Data listing: Begin
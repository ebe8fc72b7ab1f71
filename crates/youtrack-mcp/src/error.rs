//! Error types for the YouTrack MCP server.

use rmcp::ErrorData as McpError;
use thiserror::Error;

/// Errors that can occur in the YouTrack MCP server.
#[derive(Debug, Error)]
pub enum Error {
    /// `create_issue` named no project and none is configured.
    #[error("No project given and no default project configured. Pass 'project' or start the server with --project")]
    NoProject,

    /// Invalid argument value provided.
    #[error("Invalid {field}: '{value}'. {reason}")]
    InvalidArgument {
        /// The parameter that had an invalid value.
        field: &'static str,
        /// The invalid value that was provided.
        value: String,
        /// What a valid value looks like.
        reason: String,
    },

    /// An error from the YouTrack client, carrying the upstream message.
    #[error(transparent)]
    Tracker(#[from] youtrack::error::Error),

    /// An I/O error occurred.
    #[error("I/O error: {0}")]
    Io(#[from] std::io::Error),

    /// JSON serialization/deserialization error.
    #[error("JSON error: {0}")]
    Json(#[from] serde_json::Error),

    /// MCP protocol error.
    #[error("MCP error: {0}")]
    Mcp(String),
}

impl Error {
    /// Whether the caller can fix this by changing the tool arguments.
    #[must_use]
    pub fn is_invalid_params(&self) -> bool {
        matches!(
            self,
            Self::NoProject
                | Self::InvalidArgument { .. }
                | Self::Tracker(youtrack::error::Error::InvalidInput { .. })
        )
    }
}

impl From<Error> for McpError {
    fn from(error: Error) -> Self {
        if error.is_invalid_params() {
            Self::invalid_params(error.to_string(), None)
        } else {
            Self::internal_error(error.to_string(), None)
        }
    }
}

/// Result type for YouTrack MCP operations.
pub type Result<T> = std::result::Result<T, Error>;
#[async_trait]
impl IssueTracker for MockTracker {
    async fn list_issues(&self, filter: &IssueFilter) -> Result<Vec<Issue>> {
        let state = self.lock();
        let query = filter.query.as_deref().map(str::to_lowercase);
        Ok(state
            .issues
            .iter()
            .filter(|i| match &filter.project {
                Some(p) => i
                    .project
                    .as_ref()
                    .is_some_and(|proj| proj.short_name.eq_ignore_ascii_case(p)),
                None => true,
            })
            .filter(|i| match &query {
                Some(q) => i.summary.to_lowercase().contains(q.as_str()),
                None => true,
            })
            .skip(filter.skip)
            .take(filter.limit)
            .cloned()
            .collect())
    }

    async fn get_issue(&self, id: &IssueId) -> Result<Issue> {
        let state = self.lock();
        let index = state.issue_index(id)?;
        Ok(state.issues[index].clone())
    }

    async fn create_issue(&self, new: NewIssue) -> Result<Issue> {
        new.validate()?;
        let mut state = self.lock();
        let project = state.project(new.project.trim())?;
        let n = state.next();
        let reporter = state.me();
        let created = now();

        let mut issue = Issue {
            id: format!("2-{n}"),
            id_readable: format!("{}-{n}", project.short_name),
            summary: new.summary.trim().to_string(),
            description: new.description,
            created: Some(created),
            updated: Some(created),
            resolved: None,
            project: Some(project),
            reporter: Some(reporter),
            tags: vec![],
            custom_fields: vec![],
        };
        apply_fields(&mut issue, &new.fields);
        state.issues.push(issue.clone());
        Ok(issue)
    }

    async fn update_issue(&self, id: &IssueId, update: IssueUpdate) -> Result<Issue> {
        update.validate()?;
        let mut state = self.lock();
        let index = state.issue_index(id)?;
        let issue = &mut state.issues[index];

        if let Some(summary) = update.summary {
            issue.summary = summary.trim().to_string();
        }
        if let Some(description) = update.description {
            issue.description = Some(description);
        }
        apply_fields(issue, &update.fields);
        issue.updated = Some(now());
        Ok(issue.clone())
    }

    async fn delete_issue(&self, id: &IssueId) -> Result<()> {
        let mut state = self.lock();
        let index = state.issue_index(id)?;
        let removed = state.issues.remove(index);
        state.comments.remove(&removed.id_readable);
        state.work_items.remove(&removed.id_readable);
        state.attachments.remove(&removed.id_readable);
        state.links.remove(&removed.id_readable);
        Ok(())
    }

    async fn apply_command(
        &self,
        id: &IssueId,
        command: &str,
        comment: Option<&str>,
    ) -> Result<()> {
        let mut state = self.lock();
        let index = state.issue_index(id)?;
        let issue = state.issues[index].id_readable.clone();
        state.commands.push(RecordedCommand {
            issue,
            command: command.to_string(),
            comment: comment.map(str::to_string),
        });
        Ok(())
    }

    async fn add_tag(&self, id: &IssueId, tag: &str) -> Result<Issue> {
        self.apply_command(id, &crate::command::tag(tag), None)
            .await?;
        let mut state = self.lock();
        let index = state.issue_index(id)?;
        let tag = tag.trim().to_string();

        if !state.tags.iter().any(|t| t.name == tag) {
            let n = state.next();
            state.tags.push(Tag {
                id: Some(format!("6-{n}")),
                name: tag.clone(),
            });
        }
        let known = state.tags.iter().find(|t| t.name == tag).cloned();

        let issue = &mut state.issues[index];
        if let Some(known) = known.filter(|_| !issue.tags.iter().any(|t| t.name == tag)) {
            issue.tags.push(known);
        }
        Ok(issue.clone())
    }

    async fn remove_tag(&self, id: &IssueId, tag: &str) -> Result<Issue> {
        self.apply_command(id, &crate::command::untag(tag), None)
            .await?;
        let mut state = self.lock();
        let index = state.issue_index(id)?;
        let issue = &mut state.issues[index];
        issue.tags.retain(|t| t.name != tag.trim());
        Ok(issue.clone())
    }

    async fn link_issues(&self, source: &IssueId, verb: LinkVerb, target: &IssueId) -> Result<()> {
        self.apply_command(source, &verb.command(target.as_str()), None)
            .await?;
        let mut state = self.lock();
        let source_index = state.issue_index(source)?;
        let target_index = state.issue_index(target)?;
        let source_key = state.issues[source_index].id_readable.clone();
        let linked = state.issues[target_index].clone();

        state.links.entry(source_key).or_default().push(IssueLink {
            direction: LinkDirection::Outward,
            link_type: LinkType {
                name: verb.as_str().to_string(),
                source_to_target: Some(verb.as_str().to_string()),
                target_to_source: None,
            },
            issues: vec![linked],
        });
        Ok(())
    }

    async fn list_tags(&self) -> Result<Vec<Tag>> {
        Ok(self.lock().tags.clone())
    }

    async fn list_comments(&self, id: &IssueId) -> Result<Vec<Comment>> {
        let state = self.lock();
        let index = state.issue_index(id)?;
        let key = &state.issues[index].id_readable;
        Ok(state.comments.get(key).cloned().unwrap_or_default())
    }

    async fn add_comment(&self, id: &IssueId, text: &str) -> Result<Comment> {
        if text.trim().is_empty() {
            return Err(Error::invalid("comment", "text cannot be empty"));
        }
        let mut state = self.lock();
        let index = state.issue_index(id)?;
        let key = state.issues[index].id_readable.clone();
        let n = state.next();
        let comment = Comment {
            id: format!("4-{n}"),
            text: Some(text.to_string()),
            author: Some(state.me()),
            created: Some(now()),
            updated: None,
        };
        state.comments.entry(key).or_default().push(comment.clone());
        Ok(comment)
    }

    async fn list_links(&self, id: &IssueId) -> Result<Vec<IssueLink>> {
        let state = self.lock();
        let index = state.issue_index(id)?;
        let key = &state.issues[index].id_readable;
        Ok(state.links.get(key).cloned().unwrap_or_default())
    }

    async fn list_work_items(&self, id: &IssueId) -> Result<Vec<WorkItem>> {
        let state = self.lock();
        let index = state.issue_index(id)?;
        let key = &state.issues[index].id_readable;
        Ok(state.work_items.get(key).cloned().unwrap_or_default())
    }

    async fn add_work_item(&self, id: &IssueId, item: NewWorkItem) -> Result<WorkItem> {
        if item.minutes == 0 {
            return Err(Error::invalid("duration", "must be longer than zero"));
        }
        let mut state = self.lock();
        let index = state.issue_index(id)?;
        let key = state.issues[index].id_readable.clone();
        let n = state.next();
        let date = item
            .date
            .and_then(|d| d.and_hms_opt(0, 0, 0))
            .map_or_else(now, |dt| dt.and_utc().timestamp_millis());
        let work_item = WorkItem {
            id: format!("8-{n}"),
            author: Some(state.me()),
            date: Some(date),
            duration: WorkDuration {
                minutes: item.minutes,
                presentation: Some(crate::duration::format_minutes(item.minutes)),
            },
            text: item.text,
            work_type: item.work_type.map(|name| crate::domain::WorkItemType { id: None, name }),
        };
        state.work_items.entry(key).or_default().push(work_item.clone());
        Ok(work_item)
    }

    async fn list_attachments(&self, id: &IssueId) -> Result<Vec<Attachment>> {
        let state = self.lock();
        let index = state.issue_index(id)?;
        let key = &state.issues[index].id_readable;
        Ok(state.attachments.get(key).cloned().unwrap_or_default())
    }

    async fn upload_attachment(&self, id: &IssueId, path: &Path) -> Result<Vec<Attachment>> {
        let metadata = tokio::fs::metadata(path).await?;
        let name = path
            .file_name()
            .map(|n| n.to_string_lossy().into_owned())
            .ok_or_else(|| Error::invalid("file", format!("{} is not a file", path.display())))?;

        let mut state = self.lock();
        let index = state.issue_index(id)?;
        let key = state.issues[index].id_readable.clone();
        let n = state.next();
        let attachment = Attachment {
            id: format!("9-{n}"),
            url: Some(format!("/api/files/9-{n}")),
            name,
            size: metadata.len(),
            mime_type: None,
            created: Some(now()),
            author: Some(state.me()),
        };
        state
            .attachments
            .entry(key)
            .or_default()
            .push(attachment.clone());
        Ok(vec![attachment])
    }

    async fn list_projects(&self, limit: usize) -> Result<Vec<Project>> {
        Ok(self.lock().projects.iter().take(limit).cloned().collect())
    }

    async fn get_project(&self, id: &str) -> Result<Project> {
        self.lock().project(id.trim())
    }

    async fn list_users(&self, query: Option<&str>, limit: usize) -> Result<Vec<User>> {
        let query = query.map(str::to_lowercase);
        Ok(self
            .lock()
            .users
            .iter()
            .filter(|u| match &query {
                Some(q) => {
                    u.login.to_lowercase().contains(q.as_str())
                        || u.display_name().to_lowercase().contains(q.as_str())
                }
                None => true,
            })
            .take(limit)
            .cloned()
            .collect())
    }

    async fn get_user(&self, id: &str) -> Result<User> {
        let id = id.trim();
        self.lock()
            .users
            .iter()
            .find(|u| u.id == id || u.login == id)
            .cloned()
            .ok_or_else(|| Error::NotFound(format!("user {id}")))
    }

    async fn current_user(&self) -> Result<User> {
        Ok(self.lock().me())
    }
}
//! MCP server for YouTrack.
//!
//! This crate provides an MCP (Model Context Protocol) server that exposes
//! YouTrack issue tracking to AI assistants over stdio.
//!
//! # Architecture
//!
//! The server uses the `rmcp` crate for protocol handling and wraps the
//! `IssueTracker` trait from the `youtrack` crate, so it shares settings
//! resolution, request shaping and error messages with the `yt` CLI.
//!
//! # Tools
//!
//! ## Issues
//! - `list_issues`, `get_issue`, `create_issue`, `update_issue`, `delete_issue`
//! - `apply_command` - run a YouTrack command against an issue
//!
//! ## Issue Sub-resources
//! - `add_tag`, `remove_tag`, `list_tags`
//! - `add_comment`, `list_comments`
//! - `link_issues`, `list_links`
//! - `add_work_item`, `list_work_items`
//! - `upload_attachment`, `list_attachments`
//!
//! ## Directory
//! - `list_projects`, `get_project`
//! - `list_users`, `get_user`, `current_user`
//! - `connection_info` - show which server and account are in use

pub mod error;
pub mod models;
pub mod server;
pub mod tools;

pub use error::{Error, Result};
pub use server::YouTrackMcpServer;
Data listing: End
** Problem **
In the lines above, find the word "reason" and copy every line it occurs in.

** Answer **
    #[error("Invalid {field}: '{value}'. {reason}")]
        reason: String,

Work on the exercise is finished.